Your answer should be the entries below, reproduced character for character.

Task input Block Start

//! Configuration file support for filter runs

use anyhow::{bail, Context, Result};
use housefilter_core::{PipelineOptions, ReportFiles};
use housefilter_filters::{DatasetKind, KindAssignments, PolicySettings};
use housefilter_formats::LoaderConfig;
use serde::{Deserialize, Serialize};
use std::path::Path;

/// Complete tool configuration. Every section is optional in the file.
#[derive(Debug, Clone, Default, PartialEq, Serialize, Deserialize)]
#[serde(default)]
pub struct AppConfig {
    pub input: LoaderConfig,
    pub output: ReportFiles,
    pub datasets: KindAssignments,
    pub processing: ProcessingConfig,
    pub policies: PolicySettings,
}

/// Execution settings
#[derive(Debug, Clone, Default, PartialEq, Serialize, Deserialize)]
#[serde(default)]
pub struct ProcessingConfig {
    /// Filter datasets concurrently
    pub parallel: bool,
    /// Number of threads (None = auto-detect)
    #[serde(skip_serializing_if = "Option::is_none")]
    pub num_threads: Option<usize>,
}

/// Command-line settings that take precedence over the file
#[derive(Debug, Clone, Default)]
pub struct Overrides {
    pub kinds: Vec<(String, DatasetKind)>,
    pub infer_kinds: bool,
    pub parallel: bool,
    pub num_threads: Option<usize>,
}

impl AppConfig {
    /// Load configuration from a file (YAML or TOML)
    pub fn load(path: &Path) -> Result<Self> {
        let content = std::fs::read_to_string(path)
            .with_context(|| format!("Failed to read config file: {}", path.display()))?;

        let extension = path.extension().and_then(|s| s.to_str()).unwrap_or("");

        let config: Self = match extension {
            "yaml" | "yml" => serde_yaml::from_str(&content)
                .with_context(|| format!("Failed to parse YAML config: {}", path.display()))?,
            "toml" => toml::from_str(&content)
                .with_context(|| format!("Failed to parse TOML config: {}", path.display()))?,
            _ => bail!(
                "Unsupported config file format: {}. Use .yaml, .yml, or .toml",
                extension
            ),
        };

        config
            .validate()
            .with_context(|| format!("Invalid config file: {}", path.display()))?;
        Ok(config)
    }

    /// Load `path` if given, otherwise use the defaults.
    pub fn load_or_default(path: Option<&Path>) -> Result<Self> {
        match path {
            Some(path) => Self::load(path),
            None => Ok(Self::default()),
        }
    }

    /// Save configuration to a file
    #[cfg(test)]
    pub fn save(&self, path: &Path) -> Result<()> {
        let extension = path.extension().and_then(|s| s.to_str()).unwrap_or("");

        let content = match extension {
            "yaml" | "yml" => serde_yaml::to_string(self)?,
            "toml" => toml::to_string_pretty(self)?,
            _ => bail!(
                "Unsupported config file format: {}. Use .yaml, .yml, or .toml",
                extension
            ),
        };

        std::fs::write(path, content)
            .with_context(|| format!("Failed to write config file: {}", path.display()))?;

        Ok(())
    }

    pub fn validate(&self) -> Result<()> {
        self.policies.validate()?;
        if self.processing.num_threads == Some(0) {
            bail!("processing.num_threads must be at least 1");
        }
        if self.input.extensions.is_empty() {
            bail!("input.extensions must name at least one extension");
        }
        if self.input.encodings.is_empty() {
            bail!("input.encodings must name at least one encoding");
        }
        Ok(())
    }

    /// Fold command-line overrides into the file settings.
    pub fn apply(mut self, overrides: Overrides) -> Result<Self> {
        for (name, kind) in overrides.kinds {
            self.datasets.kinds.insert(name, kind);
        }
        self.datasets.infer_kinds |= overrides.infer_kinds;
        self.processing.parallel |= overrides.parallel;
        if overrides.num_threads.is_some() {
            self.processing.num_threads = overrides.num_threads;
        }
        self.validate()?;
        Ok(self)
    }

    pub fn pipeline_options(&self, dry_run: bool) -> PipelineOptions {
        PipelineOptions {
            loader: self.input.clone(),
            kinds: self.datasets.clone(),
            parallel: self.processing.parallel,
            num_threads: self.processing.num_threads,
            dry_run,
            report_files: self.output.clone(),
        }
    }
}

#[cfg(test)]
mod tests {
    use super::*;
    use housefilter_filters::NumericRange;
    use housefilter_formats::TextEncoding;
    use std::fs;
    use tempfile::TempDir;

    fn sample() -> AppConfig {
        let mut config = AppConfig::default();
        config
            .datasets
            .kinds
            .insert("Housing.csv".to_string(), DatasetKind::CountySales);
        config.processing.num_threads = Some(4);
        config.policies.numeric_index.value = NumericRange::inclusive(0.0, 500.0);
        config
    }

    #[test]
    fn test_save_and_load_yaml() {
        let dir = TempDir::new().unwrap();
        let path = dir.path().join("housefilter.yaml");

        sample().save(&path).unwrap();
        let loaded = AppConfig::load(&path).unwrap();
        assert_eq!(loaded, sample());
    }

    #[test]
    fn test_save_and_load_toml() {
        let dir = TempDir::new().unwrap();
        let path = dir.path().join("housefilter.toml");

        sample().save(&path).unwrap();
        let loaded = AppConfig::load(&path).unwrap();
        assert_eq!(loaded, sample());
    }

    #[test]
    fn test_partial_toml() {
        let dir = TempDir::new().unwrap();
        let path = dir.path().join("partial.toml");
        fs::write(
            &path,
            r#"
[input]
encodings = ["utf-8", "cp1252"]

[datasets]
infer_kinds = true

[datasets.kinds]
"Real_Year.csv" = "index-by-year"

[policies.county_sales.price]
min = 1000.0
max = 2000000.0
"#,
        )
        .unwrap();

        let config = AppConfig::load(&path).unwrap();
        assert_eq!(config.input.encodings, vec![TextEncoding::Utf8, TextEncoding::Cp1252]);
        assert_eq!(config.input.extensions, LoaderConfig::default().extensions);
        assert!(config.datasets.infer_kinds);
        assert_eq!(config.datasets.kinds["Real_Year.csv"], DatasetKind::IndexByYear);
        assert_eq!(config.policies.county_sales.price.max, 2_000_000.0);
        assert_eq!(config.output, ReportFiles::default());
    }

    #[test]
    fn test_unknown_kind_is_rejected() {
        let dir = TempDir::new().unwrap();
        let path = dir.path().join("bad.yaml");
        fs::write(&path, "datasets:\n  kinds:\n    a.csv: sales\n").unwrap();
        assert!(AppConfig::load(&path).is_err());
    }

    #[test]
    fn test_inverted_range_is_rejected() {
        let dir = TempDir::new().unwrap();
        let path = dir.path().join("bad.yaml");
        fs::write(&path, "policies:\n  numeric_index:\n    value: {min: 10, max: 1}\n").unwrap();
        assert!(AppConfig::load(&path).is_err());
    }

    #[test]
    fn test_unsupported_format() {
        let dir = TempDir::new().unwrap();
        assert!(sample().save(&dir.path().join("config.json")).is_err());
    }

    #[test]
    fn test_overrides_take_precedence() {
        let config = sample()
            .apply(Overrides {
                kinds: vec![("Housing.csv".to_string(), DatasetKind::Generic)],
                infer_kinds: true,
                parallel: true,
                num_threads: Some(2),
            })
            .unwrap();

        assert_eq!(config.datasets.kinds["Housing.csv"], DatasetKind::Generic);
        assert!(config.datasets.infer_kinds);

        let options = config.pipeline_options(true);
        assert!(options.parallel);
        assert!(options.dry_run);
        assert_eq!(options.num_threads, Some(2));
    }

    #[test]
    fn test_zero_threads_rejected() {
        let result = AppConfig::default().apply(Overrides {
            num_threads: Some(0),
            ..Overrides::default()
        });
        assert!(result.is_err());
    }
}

Task input Block End

» **Response to this task**
//! Configuration file support for filter runs

use anyhow::{bail, Context, Result};
use housefilter_core::{PipelineOptions, ReportFiles};
use housefilter_filters::{DatasetKind, KindAssignments, PolicySettings};
use housefilter_formats::LoaderConfig;
use serde::{Deserialize, Serialize};
use std::path::Path;

/// Complete tool configuration. Every section is optional in the file.
#[derive(Debug, Clone, Default, PartialEq, Serialize, Deserialize)]
#[serde(default)]
pub struct AppConfig {
    pub input: LoaderConfig,
    pub output: ReportFiles,
    pub datasets: KindAssignments,
    pub processing: ProcessingConfig,
    pub policies: PolicySettings,
}

/// Execution settings
#[derive(Debug, Clone, Default, PartialEq, Serialize, Deserialize)]
#[serde(default)]
pub struct ProcessingConfig {
    /// Filter datasets concurrently
    pub parallel: bool,
    /// Number of threads (None = auto-detect)
    #[serde(skip_serializing_if = "Option::is_none")]
    pub num_threads: Option<usize>,
}

/// Command-line settings that take precedence over the file
#[derive(Debug, Clone, Default)]
pub struct Overrides {
    pub kinds: Vec<(String, DatasetKind)>,
    pub infer_kinds: bool,
    pub parallel: bool,
    pub num_threads: Option<usize>,
}

impl AppConfig {
    /// Load configuration from a file (YAML or TOML)
    pub fn load(path: &Path) -> Result<Self> {
        let content = std::fs::read_to_string(path)
            .with_context(|| format!("Failed to read config file: {}", path.display()))?;

        let extension = path.extension().and_then(|s| s.to_str()).unwrap_or("");

        let config: Self = match extension {
            "yaml" | "yml" => serde_yaml::from_str(&content)
                .with_context(|| format!("Failed to parse YAML config: {}", path.display()))?,
            "toml" => toml::from_str(&content)
                .with_context(|| format!("Failed to parse TOML config: {}", path.display()))?,
            _ => bail!(
                "Unsupported config file format: {}. Use .yaml, .yml, or .toml",
                extension
            ),
        };

        config
            .validate()
            .with_context(|| format!("Invalid config file: {}", path.display()))?;
        Ok(config)
    }

    /// Load `path` if given, otherwise use the defaults.
    pub fn load_or_default(path: Option<&Path>) -> Result<Self> {
        match path {
            Some(path) => Self::load(path),
            None => Ok(Self::default()),
        }
    }

    /// Save configuration to a file
    #[cfg(test)]
    pub fn save(&self, path: &Path) -> Result<()> {
        let extension = path.extension().and_then(|s| s.to_str()).unwrap_or("");

        let content = match extension {
            "yaml" | "yml" => serde_yaml::to_string(self)?,
            "toml" => toml::to_string_pretty(self)?,
            _ => bail!(
                "Unsupported config file format: {}. Use .yaml, .yml, or .toml",
                extension
            ),
        };

        std::fs::write(path, content)
            .with_context(|| format!("Failed to write config file: {}", path.display()))?;

        Ok(())
    }

    pub fn validate(&self) -> Result<()> {
        self.policies.validate()?;
        if self.processing.num_threads == Some(0) {
            bail!("processing.num_threads must be at least 1");
        }
        if self.input.extensions.is_empty() {
            bail!("input.extensions must name at least one extension");
        }
        if self.input.encodings.is_empty() {
            bail!("input.encodings must name at least one encoding");
        }
        Ok(())
    }

    /// Fold command-line overrides into the file settings.
    pub fn apply(mut self, overrides: Overrides) -> Result<Self> {
        for (name, kind) in overrides.kinds {
            self.datasets.kinds.insert(name, kind);
        }
        self.datasets.infer_kinds |= overrides.infer_kinds;
        self.processing.parallel |= overrides.parallel;
        if overrides.num_threads.is_some() {
            self.processing.num_threads = overrides.num_threads;
        }
        self.validate()?;
        Ok(self)
    }

    pub fn pipeline_options(&self, dry_run: bool) -> PipelineOptions {
        PipelineOptions {
            loader: self.input.clone(),
            kinds: self.datasets.clone(),
            parallel: self.processing.parallel,
            num_threads: self.processing.num_threads,
            dry_run,
            report_files: self.output.clone(),
        }
    }
}

#[cfg(test)]
mod tests {
    use super::*;
    use housefilter_filters::NumericRange;
    use housefilter_formats::TextEncoding;
    use std::fs;
    use tempfile::TempDir;

    fn sample() -> AppConfig {
        let mut config = AppConfig::default();
        config
            .datasets
            .kinds
            .insert("Housing.csv".to_string(), DatasetKind::CountySales);
        config.processing.num_threads = Some(4);
        config.policies.numeric_index.value = NumericRange::inclusive(0.0, 500.0);
        config
    }

    #[test]
    fn test_save_and_load_yaml() {
        let dir = TempDir::new().unwrap();
        let path = dir.path().join("housefilter.yaml");

        sample().save(&path).unwrap();
        let loaded = AppConfig::load(&path).unwrap();
        assert_eq!(loaded, sample());
    }

    #[test]
    fn test_save_and_load_toml() {
        let dir = TempDir::new().unwrap();
        let path = dir.path().join("housefilter.toml");

        sample().save(&path).unwrap();
        let loaded = AppConfig::load(&path).unwrap();
        assert_eq!(loaded, sample());
    }

    #[test]
    fn test_partial_toml() {
        let dir = TempDir::new().unwrap();
        let path = dir.path().join("partial.toml");
        fs::write(
            &path,
            r#"
[input]
encodings = ["utf-8", "cp1252"]

[datasets]
infer_kinds = true

[datasets.kinds]
"Real_Year.csv" = "index-by-year"

[policies.county_sales.price]
min = 1000.0
max = 2000000.0
"#,
        )
        .unwrap();

        let config = AppConfig::load(&path).unwrap();
        assert_eq!(config.input.encodings, vec![TextEncoding::Utf8, TextEncoding::Cp1252]);
        assert_eq!(config.input.extensions, LoaderConfig::default().extensions);
        assert!(config.datasets.infer_kinds);
        assert_eq!(config.datasets.kinds["Real_Year.csv"], DatasetKind::IndexByYear);
        assert_eq!(config.policies.county_sales.price.max, 2_000_000.0);
        assert_eq!(config.output, ReportFiles::default());
    }

    #[test]
    fn test_unknown_kind_is_rejected() {
        let dir = TempDir::new().unwrap();
        let path = dir.path().join("bad.yaml");
        fs::write(&path, "datasets:\n  kinds:\n    a.csv: sales\n").unwrap();
        assert!(AppConfig::load(&path).is_err());
    }

    #[test]
    fn test_inverted_range_is_rejected() {
        let dir = TempDir::new().unwrap();
        let path = dir.path().join("bad.yaml");
        fs::write(&path, "policies:\n  numeric_index:\n    value: {min: 10, max: 1}\n").unwrap();
        assert!(AppConfig::load(&path).is_err());
    }

    #[test]
    fn test_unsupported_format() {
        let dir = TempDir::new().unwrap();
        assert!(sample().save(&dir.path().join("config.json")).is_err());
    }

    #[test]
    fn test_overrides_take_precedence() {
        let config = sample()
            .apply(Overrides {
                kinds: vec![("Housing.csv".to_string(), DatasetKind::Generic)],
                infer_kinds: true,
                parallel: true,
                num_threads: Some(2),
            })
            .unwrap();

        assert_eq!(config.datasets.kinds["Housing.csv"], DatasetKind::Generic);
        assert!(config.datasets.infer_kinds);

        let options = config.pipeline_options(true);
        assert!(options.parallel);
        assert!(options.dry_run);
        assert_eq!(options.num_threads, Some(2));
    }

    #[test]
    fn test_zero_threads_rejected() {
        let result = AppConfig::default().apply(Overrides {
            num_threads: Some(0),
            ..Overrides::default()
        });
        assert!(result.is_err());
    }
}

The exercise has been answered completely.